Is this maintainable?

There are currently 448 test cases and 13k lines of Markdown in this test suite so maintaining them “by hand” is not an option. You wouldn’t want to implement an optimization to the compiler and then have to rewrite hundreds of disassembly chunks in the golden files to reflect the changes, would you?

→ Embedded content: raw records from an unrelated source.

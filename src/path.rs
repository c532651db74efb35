use std::fmt;
use std::str::FromStr;

use anyhow::Result;
use serde::{Deserialize, Serialize};

use crate::direction::Direction;

/// The moves taken from the initial state, in order.
#[derive(Debug, Clone, Default, PartialEq, Eq, Hash, Serialize, Deserialize)]
#[serde(transparent)]
pub struct Path(Vec<Direction>);

impl Path {
    pub fn empty() -> Path {
        Path(Vec::new())
    }

    // Paths are shared by states in the frontier, so extending one copies it
    pub fn append(&self, direction: Direction) -> Path {
        let mut steps = Vec::with_capacity(self.0.len() + 1);
        steps.extend_from_slice(&self.0);
        steps.push(direction);
        Path(steps)
    }

    pub fn len(&self) -> usize {
        self.0.len()
    }

    pub fn is_empty(&self) -> bool {
        self.0.is_empty()
    }

    pub fn iter(&self) -> impl Iterator<Item = &Direction> {
        self.0.iter()
    }

    pub fn steps(&self) -> &[Direction] {
        &self.0
    }
}

impl<'a> IntoIterator for &'a Path {
    type Item = &'a Direction;
    type IntoIter = std::slice::Iter<'a, Direction>;

    fn into_iter(self) -> Self::IntoIter {
        self.0.iter()
    }
}

impl fmt::Display for Path {
    fn fmt(&self, f: &mut fmt::Formatter<'_>) -> fmt::Result {
        for direction in &self.0 {
            write!(f, "{}", char::from(*direction))?;
        }
        Ok(())
    }
}

// Whitespace is ignored so long solutions can be grouped
impl FromStr for Path {
    type Err = anyhow::Error;

    fn from_str(s: &str) -> Result<Self> {
        s.chars()
            .filter(|c| !c.is_whitespace())
            .map(Direction::try_from)
            .collect::<Result<Vec<_>>>()
            .map(Path)
    }
}
use std::io::{self, Read};

use anyhow::{anyhow, Context, Result};
use lazy_static::lazy_static;

use sokobond_solver::state::State;
use sokobond_solver::{Path, Puzzle, Solver, SolverConfig};

lazy_static! {
    static ref JSON_OUTPUT: bool = std::env::var("SOKOBOND_JSON").is_ok();
}

fn solve(puzzle: Puzzle) -> Option<State> {
    let initial = puzzle.initial_state().clone();
    let mut solver = Solver::new(puzzle.clone(), initial);
    solver.set_config(SolverConfig::from_env());

    while let Some(state) = solver.next() {
        if solver.depth() % solver.config().progress_every.max(1) != 0 {
            continue;
        }
        log::info!("{solver}, state:\n{}", state.stringify(&puzzle));
    }

    let solution = match solver.get_solution() {
        Some(solution) => solution,
        None => {
            log::error!(
                "No solution found after {} states in {} seconds",
                solver.states_checked(),
                solver.time_spent(),
            );
            return None;
        }
    };

    log::info!(
        "Solved after {} states in {} seconds:\n{}",
        solver.states_checked(),
        solver.time_spent(),
        solution.stringify(&puzzle),
    );

    Some(solution)
}

// Apply each step of a path in turn, failing on the first illegal one
fn replay(puzzle: &Puzzle, path: &Path) -> Result<State> {
    let mut state = puzzle.initial_state().clone();

    for (i, direction) in path.iter().enumerate() {
        state = state
            .try_move(puzzle, *direction)
            .ok_or_else(|| anyhow!("Step {i} ({direction:?}) of {path} is not possible"))?;
        log::info!("After step {i} ({direction:?}):\n{}", state.stringify(puzzle));
    }

    Ok(state)
}

fn render(path: &Path, json: bool) -> Result<String> {
    if json {
        Ok(serde_json::to_string(path)?)
    } else {
        Ok(path.to_string())
    }
}

fn main() -> Result<()> {
    env_logger::init();

    let mut input = String::new();
    io::stdin()
        .read_to_string(&mut input)
        .context("reading puzzle from stdin")?;
    let puzzle = Puzzle::load(&input)?;

    log::info!("Initial state:\n{}", puzzle.initial_state().stringify(&puzzle));

    // If there are args, assume they're paths to check
    if std::env::args().len() > 1 {
        for instructions in std::env::args().skip(1) {
            let path: Path = instructions.parse()?;
            let state = replay(&puzzle, &path)?;
            println!("{path}: solved = {}", state.is_solved());
        }
        return Ok(());
    }

    // Otherwise, try to find a new solution
    if let Some(solution) = solve(puzzle.clone()) {
        let path = solution.path();

        println!("{}", render(path, *JSON_OUTPUT)?);

        // Check against known solutions
        if !puzzle.solutions().is_empty() && !puzzle.solutions().contains(path) {
            log::warn!("Solution does not match known solution")
        }

        return Ok(());
    }

    Err(anyhow!("No solution found"))
}

#[cfg(test)]
mod test_solutions {
    use rayon::iter::{IntoParallelRefIterator, ParallelIterator};
    use std::{fs, sync::mpsc, thread};

    use super::*;

    #[test]
    fn test_all_solutions() {
        // Timeout after 5 seconds or SOKOBOND_TEST_TIMEOUT if set
        let timeout = std::time::Duration::from_secs(
            std::env::var("SOKOBOND_TEST_TIMEOUT")
                .ok()
                .and_then(|s| s.parse().ok())
                .unwrap_or(5),
        );

        let mut test_files = fs::read_dir("data/sokobond")
            .unwrap()
            .map(|entry| entry.unwrap().path())
            .filter(|path| path.extension().is_some_and(|e| e == "txt"))
            .collect::<Vec<_>>();
        test_files.sort();
        println!("Running {} tests", test_files.len());
        assert!(!test_files.is_empty());

        #[derive(Debug, Clone, Eq, PartialEq)]
        enum TestResult {
            Success,
            NoSolution,
            InvalidSolution(String),
            TimedOut,
        }

        let results = test_files
            .par_iter()
            .map(|path| {
                let input = fs::read_to_string(path).unwrap();
                let puzzle = Puzzle::load(&input).unwrap();

                let (tx, rx) = mpsc::channel();
                let solver_puzzle = puzzle.clone();
                thread::spawn(move || {
                    // The receiver may have given up already
                    let _ = tx.send(solve(solver_puzzle));
                });

                match rx.recv_timeout(timeout) {
                    Ok(None) => TestResult::NoSolution,
                    Ok(Some(solution)) => {
                        let found = solution.path();

                        // Breadth first, so never longer than a known solution
                        let shortest = puzzle.solutions().iter().map(|s| s.len()).min();
                        let replayed = replay(&puzzle, found).map(|s| s.is_solved());

                        let too_long = shortest.is_some_and(|l| found.len() > l);
                        if too_long || !matches!(replayed, Ok(true)) {
                            log::debug!("Invalid solution: {found}");
                            TestResult::InvalidSolution(found.to_string())
                        } else {
                            TestResult::Success
                        }
                    }
                    Err(_) => TestResult::TimedOut,
                }
            })
            .collect::<Vec<_>>();

        for (path, result) in test_files.iter().zip(results.iter()) {
            if *result != TestResult::Success {
                println!("  {:?} -> {:?}", path, result);
            }
        }

        assert!(results.iter().all(|r| *r == TestResult::Success));
    }

    #[test]
    fn test_replay_rejects_illegal_step() {
        let puzzle = Puzzle::load("#####\n#H-h#\n#####").unwrap();

        assert!(replay(&puzzle, &"R".parse().unwrap()).unwrap().is_solved());
        assert!(replay(&puzzle, &"U".parse().unwrap()).is_err());
        assert!(!replay(&puzzle, &"".parse().unwrap()).unwrap().is_solved());
    }

    #[test]
    fn test_render_round_trips() {
        let path: Path = "DRRRU".parse().unwrap();

        let json = render(&path, true).unwrap();
        assert_eq!(json, r#"["Down","Right","Right","Right","Up"]"#);
        assert_eq!(serde_json::from_str::<Path>(&json).unwrap(), path);

        let plain = render(&path, false).unwrap();
        assert_eq!(plain, "DRRRU");
        assert_eq!(plain.parse::<Path>().unwrap(), path);
    }
}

The thing is that, due to the design described earlier, regenerating the golden files after a core change is easy: the driver is already doing exactly that to execute the tests! The trick is, simply put, to ask the driver to rewrite the golden file instead of producing an actual file by setting the REGEN=true environment variable. And voila: all golden files are regenerated in place. I can then use Git to validate the changes and commit them along with the actual code change.

Impressions so far?

Let’s start with the pros of this Markdown-based test suite framework:

  • It is much easier to work with than what I had before. I used to dread touching the compiler and VM of the previous EndBASIC core implementation because tweaking tens of tests was painful. Changes required me to fiddle with positions and deeply nested types, and now the tests are trivial to tweak and diff against previous state.

  • Pretty much any decent text editor has Markdown support, including formatting fenced code blocks. This makes it easy to skim through the test suite and modify the files and is actually the primary reason I used Markdown instead of a bespoke textual format.

  • LLMs can “learn” with ease. OK, fair, this is just a guess: I did not try the same prompt at the beginning of this article against the old core with its Rust-based tests, and maybe the LLMs would have done a good job at reverse-engineering the rules. But because the Markdown tests are so much easier to read by humans, I have to assume that they also are for LLMs.

And now, of course, some cons:

  • Regenerating the output of a test, or all tests, is way too easy. With the older Rust-based tests, I was forced to manually punch in things like line numbers and nested AST trees. This process forced me to think through the changes in detail. With the new approach… regenerating the golden files is trivial, so it’s easy to miss little mistakes in source positions or disassembled code.

  • Differences in disassembly are usually noisy and hard to review because every line carries an address and thus any new or deleted instruction will introduce offsets into all other addresses. I could of course choose to not include the instruction addresses in the dump, but they come in handy when manually validating jump targets, so it felt better to keep them around.

  • Rust cannot generate first-class test cases on the fly which means that the various test cases within a Markdown file are “invisible” to the driver: I can run them all or none, but regular test filtering via cargo test doesn’t apply. I was able to “expose” the different Markdown files as different Rust-native test cases, but this involves a hardcoded list of test files—which must be kept in sync with the files on disk, and so I mitigated the chances of divergence by adding a test that cross-references the two.

  • This idea does not generalize well. The Markdown-based test suite presented here works well for components where end-to-end testing is favorable and, more importantly, cheap, but I wouldn’t recommend it for other scenarios. Keeping tests fast is a must for quick iteration.

And I think that’s about it. If the above feels too abstract, I encourage you to take a look at the driver, its helper code, and the directory with test suites.

Now that you have this new trick up your sleeve, what do you think?